Simply by filing these adjustment of status, however, these immigrants would not only be granted the right to pursue self-employment through entrepreneurism, but more importantly, to change jobs within a company or to seek opportunities with new employers. For those who have begin the employment-based green card process, they become linked to the employer that filed the immigrant petition. They also become linked to the exact position for which the immigrant petition was based. The current system can be equated to indentured servitude because the immigrant must stay with that employer or face great uncertainty in immigration status.

The immigrant must stay in the same or similar position as the position for which the immigrant petition is based. If they choose to change jobs, they also choose to start the green card process over with the new employer. If the next employer does not agree to sponsor them for the immigrant petition, they face losing status in the U.S. and being forced to leave the country. The result is that the U.S. becomes even less competitive in the global economy and in the fight to obtain top talent.

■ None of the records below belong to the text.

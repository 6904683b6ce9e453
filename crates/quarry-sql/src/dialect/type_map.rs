use super::{Dialect, Flavor};

use quarry_core::schema::AbstractType;
use regex::Regex;
use std::sync::LazyLock;

/// `string(32) NOT NULL` => (`string`, `32`, ` NOT NULL`)
static SIZED: LazyLock<Regex> = LazyLock::new(|| Regex::new(r"^(\w+)\((.+?)\)(.*)$").unwrap());

/// `string NOT NULL` => `string`
static LEADING_WORD: LazyLock<Regex> = LazyLock::new(|| Regex::new(r"^(\w+)\s+").unwrap());

static PARENS: LazyLock<Regex> = LazyLock::new(|| Regex::new(r"\(.+\)").unwrap());

impl Dialect {
    /// Physical type for an abstract type.
    pub fn physical_type(&self, ty: AbstractType) -> &'static str {
        use AbstractType::*;

        match self.flavor {
            Flavor::Mysql => match ty {
                Pk => "int(11) NOT NULL AUTO_INCREMENT PRIMARY KEY",
                BigPk => "bigint(20) NOT NULL AUTO_INCREMENT PRIMARY KEY",
                String => "varchar(255)",
                Text => "text",
                SmallInt => "smallint(6)",
                Integer => "int(11)",
                BigInt => "bigint(20)",
                Float => "float",
                Double => "double",
                Decimal => "decimal(10,0)",
                DateTime => "datetime",
                Timestamp => "timestamp",
                Time => "time",
                Date => "date",
                Binary => "blob",
                Boolean => "tinyint(1)",
                Money => "decimal(19,4)",
            },
            Flavor::Postgresql => match ty {
                Pk => "serial NOT NULL PRIMARY KEY",
                BigPk => "bigserial NOT NULL PRIMARY KEY",
                String => "varchar(255)",
                Text => "text",
                SmallInt => "smallint",
                Integer => "integer",
                BigInt => "bigint",
                Float | Double => "double precision",
                Decimal => "numeric(10,0)",
                DateTime | Timestamp => "timestamp(0)",
                Time => "time(0)",
                Date => "date",
                Binary => "bytea",
                Boolean => "boolean",
                Money => "numeric(19,4)",
            },
            Flavor::Sqlite => match ty {
                Pk | BigPk => "integer PRIMARY KEY AUTOINCREMENT NOT NULL",
                String => "varchar(255)",
                Text => "text",
                SmallInt => "smallint",
                Integer => "integer",
                BigInt => "bigint",
                Float => "float",
                Double => "double",
                Decimal => "decimal(10,0)",
                DateTime => "datetime",
                Timestamp => "timestamp",
                Time => "time",
                Date => "date",
                Binary => "blob",
                Boolean => "boolean",
                Money => "decimal(19,4)",
            },
        }
    }

    fn lookup(&self, token: &str) -> Option<&'static str> {
        token
            .parse::<AbstractType>()
            .ok()
            .map(|ty| self.physical_type(ty))
    }

    /// Resolve a column type definition.
    ///
    /// The definition may be a bare abstract type (`string`), an abstract
    /// type with a size that replaces the default one (`string(32)`), or an
    /// abstract type followed by free text (`string NOT NULL`). Anything
    /// else is returned as-is.
    pub fn column_type(&self, ty: &str) -> String {
        if let Some(physical) = self.lookup(ty) {
            return physical.to_string();
        }

        if let Some(caps) = SIZED.captures(ty) {
            if let Some(physical) = self.lookup(&caps[1]) {
                let sized = PARENS.replace(physical, format!("({})", &caps[2]).as_str());
                return format!("{sized}{}", &caps[3]);
            }
            return ty.to_string();
        }

        if let Some(caps) = LEADING_WORD.captures(ty) {
            if let Some(physical) = self.lookup(&caps[1]) {
                return format!("{physical}{}", &ty[caps[1].len()..]);
            }
        }

        ty.to_string()
    }
}
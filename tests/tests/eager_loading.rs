use tests::{setup::*, *};

use pretty_assertions::assert_eq;
use quarry::{Record, Related};

#[tokio::test]
async fn has_many_is_loaded_with_one_query() {
    let driver = MockDriver::new();
    driver.on("FROM `customer`", customers()).on("FROM `order`", orders());
    let db = connect(&driver);

    let customers = db.find("customer").unwrap().with(["orders"]).all().await.unwrap();
    assert_eq!(ids!(customers), [1, 2, 3]);

    let log = driver.log();
    assert_eq!(
        log.sql(),
        [
            "SELECT * FROM `customer`",
            "SELECT * FROM `order` WHERE `customer_id` IN (:qp0, :qp1, :qp2)",
        ]
    );

    assert_eq!(ids!(customers[0].related_many("orders")), [10, 11]);
    assert_eq!(ids!(customers[1].related_many("orders")), [12]);

    // Populated, but empty
    assert!(customers[2].is_relation_populated("orders"));
    assert!(customers[2].related_many("orders").is_empty());
}

#[tokio::test]
async fn eager_load_fills_the_inverse_relation() {
    let driver = MockDriver::new();
    driver.on("FROM `customer`", customers()).on("FROM `order`", orders());
    let db = connect(&driver);

    let customers = db.find("customer").unwrap().with(["orders"]).all().await.unwrap();

    for customer in &customers {
        for order in customer.related_many("orders") {
            let owner = order.related_one("customer").unwrap();
            assert!(Record::same(&owner, customer));
        }
    }

    // Reading the inverse never queries
    assert_eq!(driver.log().len(), 2);
}

#[tokio::test]
async fn has_one_is_loaded_for_every_record() {
    let driver = MockDriver::new();
    driver
        .on("FROM `order`", orders())
        .on("FROM `customer`", customers().into_iter().take(2));
    let db = connect(&driver);

    let orders = db.find("order").unwrap().with(["customer"]).all().await.unwrap();

    let log = driver.log();
    log.pop();
    assert_eq!(
        log.pop().sql,
        "SELECT * FROM `customer` WHERE `id` IN (:qp0, :qp1)"
    );

    let owners = orders
        .iter()
        .map(|order| order.related_one("customer").unwrap().get("id").unwrap())
        .collect::<Vec<_>>();
    assert_eq!(owners, [Value::from(1), Value::from(1), Value::from(2)]);

    // Both orders of customer 1 share the same instance
    assert!(Record::same(
        &orders[0].related_one("customer").unwrap(),
        &orders[1].related_one("customer").unwrap(),
    ));
}

#[tokio::test]
async fn has_one_keeps_the_first_of_several_matches() {
    let driver = MockDriver::new();
    driver
        .on("FROM `customer`", customers().into_iter().take(2))
        .on("FROM `order`", orders());
    let db = connect(&driver);

    let customers = db.find("customer").unwrap().with(["first_order"]).all().await.unwrap();
    assert_eq!(ids!(customers), [1, 2]);

    assert_eq!(
        driver.log().sql(),
        [
            "SELECT * FROM `customer`",
            "SELECT * FROM `order` WHERE `customer_id` IN (:qp0, :qp1)",
        ]
    );

    let first = customers
        .iter()
        .map(|customer| customer.related_one("first_order").unwrap().get("id").unwrap())
        .collect::<Vec<_>>();
    assert_eq!(first, [Value::from(10), Value::from(12)]);
    assert!(matches!(customers[0].related("first_order"), Some(Related::One(Some(_)))));
}

#[tokio::test]
async fn has_many_keyed_by_index_column() {
    let driver = MockDriver::new();
    driver.on("FROM `customer`", customers()).on("FROM `order`", orders());
    let db = connect(&driver);

    let customers = db
        .find("customer")
        .unwrap()
        .with(["orders_by_id"])
        .all()
        .await
        .unwrap();

    let Some(Related::Indexed(orders)) = customers[0].related("orders_by_id") else {
        panic!("expected indexed orders");
    };
    assert_eq!(orders.keys().collect::<Vec<_>>(), ["10", "11"]);
}

#[tokio::test]
async fn via_junction_table() {
    let driver = MockDriver::new();
    driver
        .on("FROM `order_item`", order_items())
        .on("FROM `order`", orders().into_iter().take(2))
        .on("FROM `item`", items());
    let db = connect(&driver);

    let orders = db.find("order").unwrap().with(["items"]).all().await.unwrap();

    assert_eq!(
        driver.log().sql(),
        [
            "SELECT * FROM `order`",
            "SELECT * FROM `order_item` WHERE `order_id` IN (:qp0, :qp1)",
            "SELECT * FROM `item` WHERE `id` IN (:qp0, :qp1)",
        ]
    );

    assert_eq!(ids!(orders[0].related_many("items")), [100, 101]);
    assert_eq!(ids!(orders[1].related_many("items")), [101]);

    // One instance per related row, shared between owners
    assert!(Record::same(
        &orders[0].related_many("items")[1],
        &orders[1].related_many("items")[0],
    ));
}

#[tokio::test]
async fn via_another_relation() {
    let driver = MockDriver::new();
    driver
        .on("FROM `order_item`", order_items())
        .on("FROM `order`", orders().into_iter().take(2))
        .on("FROM `item`", items());
    let db = connect(&driver);

    let orders = db.find("order").unwrap().with(["products"]).all().await.unwrap();

    assert_eq!(driver.log().len(), 3);
    assert_eq!(ids!(orders[0].related_many("products")), [100, 101]);
    assert_eq!(ids!(orders[1].related_many("products")), [101]);

    // The intermediate relation is populated along the way
    assert_eq!(orders[0].related_many("order_items").len(), 2);
}

#[tokio::test]
async fn nested_paths_load_level_by_level() {
    let driver = MockDriver::new();
    driver
        .on("FROM `customer`", customers())
        .on("FROM `order_item`", order_items())
        .on("FROM `order`", orders())
        .on("FROM `item`", items());
    let db = connect(&driver);

    let customers = db
        .find("customer")
        .unwrap()
        .with(["orders", "orders.items"])
        .all()
        .await
        .unwrap();

    // customer, order, order_item, item
    assert_eq!(driver.log().len(), 4);

    let orders = customers[0].related_many("orders");
    assert_eq!(ids!(orders[0].related_many("items")), [100, 101]);
    assert_eq!(ids!(orders[1].related_many("items")), [101]);
}

#[tokio::test]
async fn customised_eager_query() {
    let driver = MockDriver::new();
    driver.on("FROM `customer`", customers()).on("FROM `order`", orders());
    let db = connect(&driver);

    db.find("customer")
        .unwrap()
        .with_fn("orders", |query| query.order_by_str("id DESC"))
        .all()
        .await
        .unwrap();

    let log = driver.log();
    log.pop();
    assert_eq!(
        log.pop().sql,
        "SELECT * FROM `order` WHERE `customer_id` IN (:qp0, :qp1, :qp2) ORDER BY `id` DESC"
    );
}

#[tokio::test]
async fn rows_embed_loaded_relations() {
    let driver = MockDriver::new();
    driver.on("FROM `customer`", customers()).on("FROM `order`", orders());
    let db = connect(&driver);

    let rows = db
        .find("customer")
        .unwrap()
        .with(["orders"])
        .all_rows()
        .await
        .unwrap();

    assert_eq!(
        rows[1],
        row! {
            "id" => 2,
            "name" => "bob",
            "orders" => vec![Value::from(row! { "id" => 12, "customer_id" => 2 })],
        }
    );
    assert_eq!(rows[2]["orders"], Value::List(vec![]));
}

#[tokio::test]
async fn after_find_runs_for_records_only() {
    let driver = MockDriver::new();
    driver.on("FROM `customer`", customers());

    let mut builder = quarry::Db::builder();
    builder
        .register(customer().after_find(|record| record.set("seen", true)))
        .register(order())
        .register(item())
        .register(order_item());
    let db = builder.build(driver.clone()).unwrap();

    let records = db.find("customer").unwrap().all().await.unwrap();
    assert!(records.iter().all(|record| record.get("seen") == Some(Value::Bool(true))));

    let rows = db.find("customer").unwrap().all_rows().await.unwrap();
    assert!(rows.iter().all(|row| !row.contains_key("seen")));
}
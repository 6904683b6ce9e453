use std::{fmt, str::FromStr};

use crate::Error;

/// Portable column type, independent of any SQL dialect.
///
/// Dialects resolve these through their type map when compiling DDL, and
/// introspection maps physical types back onto them.
#[derive(Debug, Clone, Copy, PartialEq, Eq, Hash)]
pub enum AbstractType {
    Pk,
    BigPk,
    String,
    Text,
    SmallInt,
    Integer,
    BigInt,
    Float,
    Double,
    Decimal,
    DateTime,
    Timestamp,
    Time,
    Date,
    Binary,
    Boolean,
    Money,
}

/// The host-side representation a column's values are coerced to.
#[derive(Debug, Clone, Copy, PartialEq, Eq)]
pub enum HostType {
    Integer,
    Double,
    Boolean,
    String,
    Bytes,
}

impl AbstractType {
    pub const ALL: [AbstractType; 17] = [
        AbstractType::Pk,
        AbstractType::BigPk,
        AbstractType::String,
        AbstractType::Text,
        AbstractType::SmallInt,
        AbstractType::Integer,
        AbstractType::BigInt,
        AbstractType::Float,
        AbstractType::Double,
        AbstractType::Decimal,
        AbstractType::DateTime,
        AbstractType::Timestamp,
        AbstractType::Time,
        AbstractType::Date,
        AbstractType::Binary,
        AbstractType::Boolean,
        AbstractType::Money,
    ];

    pub fn as_str(self) -> &'static str {
        match self {
            AbstractType::Pk => "pk",
            AbstractType::BigPk => "bigpk",
            AbstractType::String => "string",
            AbstractType::Text => "text",
            AbstractType::SmallInt => "smallint",
            AbstractType::Integer => "integer",
            AbstractType::BigInt => "bigint",
            AbstractType::Float => "float",
            AbstractType::Double => "double",
            AbstractType::Decimal => "decimal",
            AbstractType::DateTime => "datetime",
            AbstractType::Timestamp => "timestamp",
            AbstractType::Time => "time",
            AbstractType::Date => "date",
            AbstractType::Binary => "binary",
            AbstractType::Boolean => "boolean",
            AbstractType::Money => "money",
        }
    }

    /// The host type values of this column are typecast to.
    ///
    /// Unsigned big integers stay strings because they may not fit a signed
    /// 64-bit integer. Decimals and money stay strings to keep precision.
    pub fn host_type(self, unsigned: bool) -> HostType {
        match self {
            AbstractType::SmallInt | AbstractType::Integer | AbstractType::Pk => HostType::Integer,
            AbstractType::BigInt | AbstractType::BigPk if !unsigned => HostType::Integer,
            AbstractType::Boolean => HostType::Boolean,
            AbstractType::Float | AbstractType::Double => HostType::Double,
            AbstractType::Binary => HostType::Bytes,
            _ => HostType::String,
        }
    }

    /// Types for which an empty string is a legitimate value rather than
    /// "no value".
    pub fn keeps_empty_string(self) -> bool {
        matches!(
            self,
            AbstractType::String | AbstractType::Text | AbstractType::Binary
        )
    }
}

impl fmt::Display for AbstractType {
    fn fmt(&self, f: &mut fmt::Formatter<'_>) -> fmt::Result {
        f.write_str(self.as_str())
    }
}

impl FromStr for AbstractType {
    type Err = Error;

    fn from_str(s: &str) -> Result<Self, Self::Err> {
        AbstractType::ALL
            .into_iter()
            .find(|ty| ty.as_str().eq_ignore_ascii_case(s))
            .ok_or_else(|| Error::invalid_configuration(format!("unknown abstract column type `{s}`")))
    }
}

Advocates for immigration, as well as major U.S. business, did not stand idly by as the DoS and DHS. On October 4, 2015, numerous employers and advocates sent a letter to Secretary of State, John Kerry, Secretary of Homeland Security, Jeh Johnson, and Assistant to the President and Director of the Domestic Policy Counsel, Cecilia Munoz, demanding reinstatement of the October 2015 Visa Bulletin published on September 9, 2015. Click here to read the full text of the October 4, 2015 Letter. With any luck, the receivers of the letter will be swayed by the strong arguments put forth by these advocates, and they will reinstate the visa bulletin that will allow tens of thousands of highly-skilled professionals provide even greater contributions to the U.S. economy.